▶ EXERCISE BRIEF: Search the records for the word "insert" and copy every line in which it occurs.

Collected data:
======

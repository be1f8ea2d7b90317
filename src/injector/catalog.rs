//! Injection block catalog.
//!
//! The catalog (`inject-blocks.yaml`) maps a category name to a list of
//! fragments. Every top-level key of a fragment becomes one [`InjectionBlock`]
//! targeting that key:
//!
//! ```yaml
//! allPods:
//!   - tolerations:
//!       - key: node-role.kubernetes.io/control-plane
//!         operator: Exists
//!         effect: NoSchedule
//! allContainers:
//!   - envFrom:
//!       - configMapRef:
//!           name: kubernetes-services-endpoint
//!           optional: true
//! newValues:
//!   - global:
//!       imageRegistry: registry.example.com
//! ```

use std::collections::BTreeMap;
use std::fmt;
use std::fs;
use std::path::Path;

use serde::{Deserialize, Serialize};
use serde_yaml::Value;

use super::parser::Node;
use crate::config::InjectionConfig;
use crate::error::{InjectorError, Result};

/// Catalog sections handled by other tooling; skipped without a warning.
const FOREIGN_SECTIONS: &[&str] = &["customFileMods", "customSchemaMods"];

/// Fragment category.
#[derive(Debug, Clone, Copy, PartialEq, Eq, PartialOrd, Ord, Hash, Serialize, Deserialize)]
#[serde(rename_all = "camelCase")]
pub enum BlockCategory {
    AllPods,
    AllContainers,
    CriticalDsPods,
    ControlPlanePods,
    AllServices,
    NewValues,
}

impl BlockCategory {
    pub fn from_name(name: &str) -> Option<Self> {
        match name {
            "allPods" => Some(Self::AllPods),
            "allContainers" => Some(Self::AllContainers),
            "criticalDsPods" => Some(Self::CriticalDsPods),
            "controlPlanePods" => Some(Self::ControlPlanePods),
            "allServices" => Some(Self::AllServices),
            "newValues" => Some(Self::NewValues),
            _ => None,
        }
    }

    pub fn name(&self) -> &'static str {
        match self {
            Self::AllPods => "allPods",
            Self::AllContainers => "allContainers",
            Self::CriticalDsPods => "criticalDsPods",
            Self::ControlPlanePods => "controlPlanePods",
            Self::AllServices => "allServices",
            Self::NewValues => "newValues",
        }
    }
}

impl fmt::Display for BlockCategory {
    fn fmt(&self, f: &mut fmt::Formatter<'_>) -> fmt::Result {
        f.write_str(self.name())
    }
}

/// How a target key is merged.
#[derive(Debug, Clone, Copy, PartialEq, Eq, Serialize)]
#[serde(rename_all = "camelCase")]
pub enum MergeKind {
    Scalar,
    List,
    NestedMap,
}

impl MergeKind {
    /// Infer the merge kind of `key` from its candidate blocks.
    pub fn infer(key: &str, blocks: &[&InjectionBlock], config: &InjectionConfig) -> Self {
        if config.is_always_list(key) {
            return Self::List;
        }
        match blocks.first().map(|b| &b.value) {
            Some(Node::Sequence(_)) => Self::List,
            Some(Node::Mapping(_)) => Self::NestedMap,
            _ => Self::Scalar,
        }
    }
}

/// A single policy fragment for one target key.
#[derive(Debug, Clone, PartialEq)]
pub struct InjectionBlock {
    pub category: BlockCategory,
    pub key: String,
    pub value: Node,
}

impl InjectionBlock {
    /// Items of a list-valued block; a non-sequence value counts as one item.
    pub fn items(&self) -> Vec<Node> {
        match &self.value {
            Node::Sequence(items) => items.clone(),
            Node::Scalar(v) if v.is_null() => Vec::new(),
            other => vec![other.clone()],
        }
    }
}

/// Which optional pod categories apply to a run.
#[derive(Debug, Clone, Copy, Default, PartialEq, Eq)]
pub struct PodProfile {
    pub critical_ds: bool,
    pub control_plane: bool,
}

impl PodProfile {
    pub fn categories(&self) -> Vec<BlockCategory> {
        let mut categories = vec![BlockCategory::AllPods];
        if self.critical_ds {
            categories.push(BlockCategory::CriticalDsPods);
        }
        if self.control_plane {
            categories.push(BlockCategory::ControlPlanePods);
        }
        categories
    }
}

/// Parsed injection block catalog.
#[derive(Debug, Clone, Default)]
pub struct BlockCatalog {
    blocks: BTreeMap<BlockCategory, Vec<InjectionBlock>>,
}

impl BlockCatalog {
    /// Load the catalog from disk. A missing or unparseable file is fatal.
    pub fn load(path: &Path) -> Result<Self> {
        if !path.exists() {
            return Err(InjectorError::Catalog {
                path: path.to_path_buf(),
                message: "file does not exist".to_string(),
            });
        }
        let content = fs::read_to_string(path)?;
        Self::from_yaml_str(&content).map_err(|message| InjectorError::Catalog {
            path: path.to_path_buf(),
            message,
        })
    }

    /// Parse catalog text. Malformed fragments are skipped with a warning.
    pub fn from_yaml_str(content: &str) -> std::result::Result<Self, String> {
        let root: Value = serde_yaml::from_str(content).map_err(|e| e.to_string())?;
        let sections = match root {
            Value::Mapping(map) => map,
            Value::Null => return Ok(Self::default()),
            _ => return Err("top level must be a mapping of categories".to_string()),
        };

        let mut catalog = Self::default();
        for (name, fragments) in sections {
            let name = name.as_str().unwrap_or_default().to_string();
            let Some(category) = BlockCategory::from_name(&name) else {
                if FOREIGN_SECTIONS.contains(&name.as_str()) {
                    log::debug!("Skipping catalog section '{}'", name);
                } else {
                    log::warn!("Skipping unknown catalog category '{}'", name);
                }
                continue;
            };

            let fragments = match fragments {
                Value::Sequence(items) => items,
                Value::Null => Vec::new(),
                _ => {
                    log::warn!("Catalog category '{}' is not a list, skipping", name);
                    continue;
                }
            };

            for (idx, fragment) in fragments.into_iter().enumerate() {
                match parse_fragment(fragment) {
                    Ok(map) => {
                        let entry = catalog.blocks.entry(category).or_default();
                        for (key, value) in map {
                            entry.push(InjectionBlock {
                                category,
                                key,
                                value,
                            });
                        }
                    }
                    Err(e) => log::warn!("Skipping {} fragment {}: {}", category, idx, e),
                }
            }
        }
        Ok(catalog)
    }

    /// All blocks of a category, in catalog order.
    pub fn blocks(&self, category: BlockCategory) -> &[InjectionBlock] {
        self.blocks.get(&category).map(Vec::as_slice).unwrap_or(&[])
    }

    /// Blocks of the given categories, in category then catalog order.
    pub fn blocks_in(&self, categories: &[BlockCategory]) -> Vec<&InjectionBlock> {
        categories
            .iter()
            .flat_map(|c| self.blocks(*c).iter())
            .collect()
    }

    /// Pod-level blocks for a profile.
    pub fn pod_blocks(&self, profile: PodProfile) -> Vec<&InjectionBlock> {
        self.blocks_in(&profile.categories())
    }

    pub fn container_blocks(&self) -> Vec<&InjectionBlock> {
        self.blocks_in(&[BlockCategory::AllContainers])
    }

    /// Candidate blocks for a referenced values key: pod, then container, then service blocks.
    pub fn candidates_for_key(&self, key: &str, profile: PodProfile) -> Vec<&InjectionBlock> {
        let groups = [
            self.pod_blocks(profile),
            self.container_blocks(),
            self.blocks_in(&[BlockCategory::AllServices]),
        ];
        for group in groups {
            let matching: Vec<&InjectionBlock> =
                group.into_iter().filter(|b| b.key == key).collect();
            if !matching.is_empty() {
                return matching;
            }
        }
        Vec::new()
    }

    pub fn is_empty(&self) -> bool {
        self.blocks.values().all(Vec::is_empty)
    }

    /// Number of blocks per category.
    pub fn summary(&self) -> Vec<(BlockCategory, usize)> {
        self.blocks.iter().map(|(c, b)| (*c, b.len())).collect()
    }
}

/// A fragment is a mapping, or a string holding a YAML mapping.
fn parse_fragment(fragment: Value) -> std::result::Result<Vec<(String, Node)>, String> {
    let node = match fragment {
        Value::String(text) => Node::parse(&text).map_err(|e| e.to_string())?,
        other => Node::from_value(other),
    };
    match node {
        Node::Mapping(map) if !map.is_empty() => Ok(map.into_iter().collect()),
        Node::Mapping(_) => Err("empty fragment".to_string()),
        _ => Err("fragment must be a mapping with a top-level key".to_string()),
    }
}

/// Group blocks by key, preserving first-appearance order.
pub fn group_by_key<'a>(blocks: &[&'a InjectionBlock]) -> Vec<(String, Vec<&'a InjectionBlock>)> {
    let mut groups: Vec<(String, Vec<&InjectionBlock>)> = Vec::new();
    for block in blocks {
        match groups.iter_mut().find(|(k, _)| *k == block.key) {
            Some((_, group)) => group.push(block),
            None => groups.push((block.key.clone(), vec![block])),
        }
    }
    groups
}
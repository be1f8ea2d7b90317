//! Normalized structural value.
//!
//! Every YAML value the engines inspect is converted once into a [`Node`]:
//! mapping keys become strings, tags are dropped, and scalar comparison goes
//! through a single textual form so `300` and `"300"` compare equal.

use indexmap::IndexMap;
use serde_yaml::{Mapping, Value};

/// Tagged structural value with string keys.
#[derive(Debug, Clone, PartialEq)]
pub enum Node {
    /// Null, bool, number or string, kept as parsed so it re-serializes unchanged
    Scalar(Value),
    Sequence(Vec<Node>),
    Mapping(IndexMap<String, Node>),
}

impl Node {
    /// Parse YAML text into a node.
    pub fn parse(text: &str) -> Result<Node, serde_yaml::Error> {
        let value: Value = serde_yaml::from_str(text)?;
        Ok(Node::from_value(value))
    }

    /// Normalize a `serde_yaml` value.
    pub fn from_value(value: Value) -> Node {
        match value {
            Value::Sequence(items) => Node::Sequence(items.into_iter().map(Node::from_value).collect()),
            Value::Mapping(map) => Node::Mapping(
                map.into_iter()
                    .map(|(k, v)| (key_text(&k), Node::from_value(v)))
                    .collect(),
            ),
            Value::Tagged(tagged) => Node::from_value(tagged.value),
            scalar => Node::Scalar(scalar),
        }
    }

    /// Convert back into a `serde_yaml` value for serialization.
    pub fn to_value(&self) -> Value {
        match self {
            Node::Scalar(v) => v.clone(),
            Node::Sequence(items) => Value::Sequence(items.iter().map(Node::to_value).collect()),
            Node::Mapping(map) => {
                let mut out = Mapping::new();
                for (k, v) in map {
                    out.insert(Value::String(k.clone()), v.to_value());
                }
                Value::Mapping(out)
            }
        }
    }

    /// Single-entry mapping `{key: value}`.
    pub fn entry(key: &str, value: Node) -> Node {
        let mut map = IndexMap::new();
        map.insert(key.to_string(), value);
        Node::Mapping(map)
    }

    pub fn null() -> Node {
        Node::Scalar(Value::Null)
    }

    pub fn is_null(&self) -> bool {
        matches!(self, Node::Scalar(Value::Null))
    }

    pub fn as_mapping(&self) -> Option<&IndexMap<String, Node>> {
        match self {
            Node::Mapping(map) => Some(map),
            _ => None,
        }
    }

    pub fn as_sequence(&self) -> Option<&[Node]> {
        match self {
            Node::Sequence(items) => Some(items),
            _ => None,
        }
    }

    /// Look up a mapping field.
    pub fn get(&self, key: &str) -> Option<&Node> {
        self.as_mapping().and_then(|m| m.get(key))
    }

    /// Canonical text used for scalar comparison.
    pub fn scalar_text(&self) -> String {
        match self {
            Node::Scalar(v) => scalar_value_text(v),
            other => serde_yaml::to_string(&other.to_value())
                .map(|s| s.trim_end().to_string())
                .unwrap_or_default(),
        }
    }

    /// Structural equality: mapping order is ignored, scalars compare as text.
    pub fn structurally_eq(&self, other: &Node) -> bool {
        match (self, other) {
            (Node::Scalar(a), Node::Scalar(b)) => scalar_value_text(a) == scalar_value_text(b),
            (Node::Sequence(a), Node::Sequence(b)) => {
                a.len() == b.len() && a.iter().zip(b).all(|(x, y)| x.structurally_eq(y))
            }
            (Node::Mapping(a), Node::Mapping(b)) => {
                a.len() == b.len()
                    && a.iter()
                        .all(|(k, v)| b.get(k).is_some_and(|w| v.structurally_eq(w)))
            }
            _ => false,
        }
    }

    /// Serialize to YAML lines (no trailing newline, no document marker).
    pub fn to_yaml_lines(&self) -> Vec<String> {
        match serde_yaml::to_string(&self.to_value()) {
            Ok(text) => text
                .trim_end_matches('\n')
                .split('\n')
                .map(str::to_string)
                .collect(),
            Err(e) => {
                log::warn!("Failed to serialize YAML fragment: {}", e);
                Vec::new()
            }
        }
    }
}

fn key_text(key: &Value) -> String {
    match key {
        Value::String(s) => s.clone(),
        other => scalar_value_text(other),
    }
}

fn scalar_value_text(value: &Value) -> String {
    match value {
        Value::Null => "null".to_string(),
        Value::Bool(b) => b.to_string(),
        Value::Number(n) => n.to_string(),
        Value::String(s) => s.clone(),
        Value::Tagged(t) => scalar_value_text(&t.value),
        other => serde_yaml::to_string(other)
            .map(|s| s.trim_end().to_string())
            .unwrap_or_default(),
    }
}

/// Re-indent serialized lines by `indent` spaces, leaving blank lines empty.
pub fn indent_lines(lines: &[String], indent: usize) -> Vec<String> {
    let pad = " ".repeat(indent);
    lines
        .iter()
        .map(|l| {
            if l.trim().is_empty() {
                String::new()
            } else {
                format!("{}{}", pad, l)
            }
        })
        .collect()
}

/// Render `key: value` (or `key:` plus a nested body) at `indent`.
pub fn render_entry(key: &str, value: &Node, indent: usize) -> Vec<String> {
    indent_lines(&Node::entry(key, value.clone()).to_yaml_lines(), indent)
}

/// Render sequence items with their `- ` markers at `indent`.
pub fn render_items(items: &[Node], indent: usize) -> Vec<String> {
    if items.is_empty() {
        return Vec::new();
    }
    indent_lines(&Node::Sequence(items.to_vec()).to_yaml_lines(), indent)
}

======

▶ RESPONSE TO THE EXERCISE:
                    out.insert(Value::String(k.clone()), v.to_value());
        map.insert(key.to_string(), value);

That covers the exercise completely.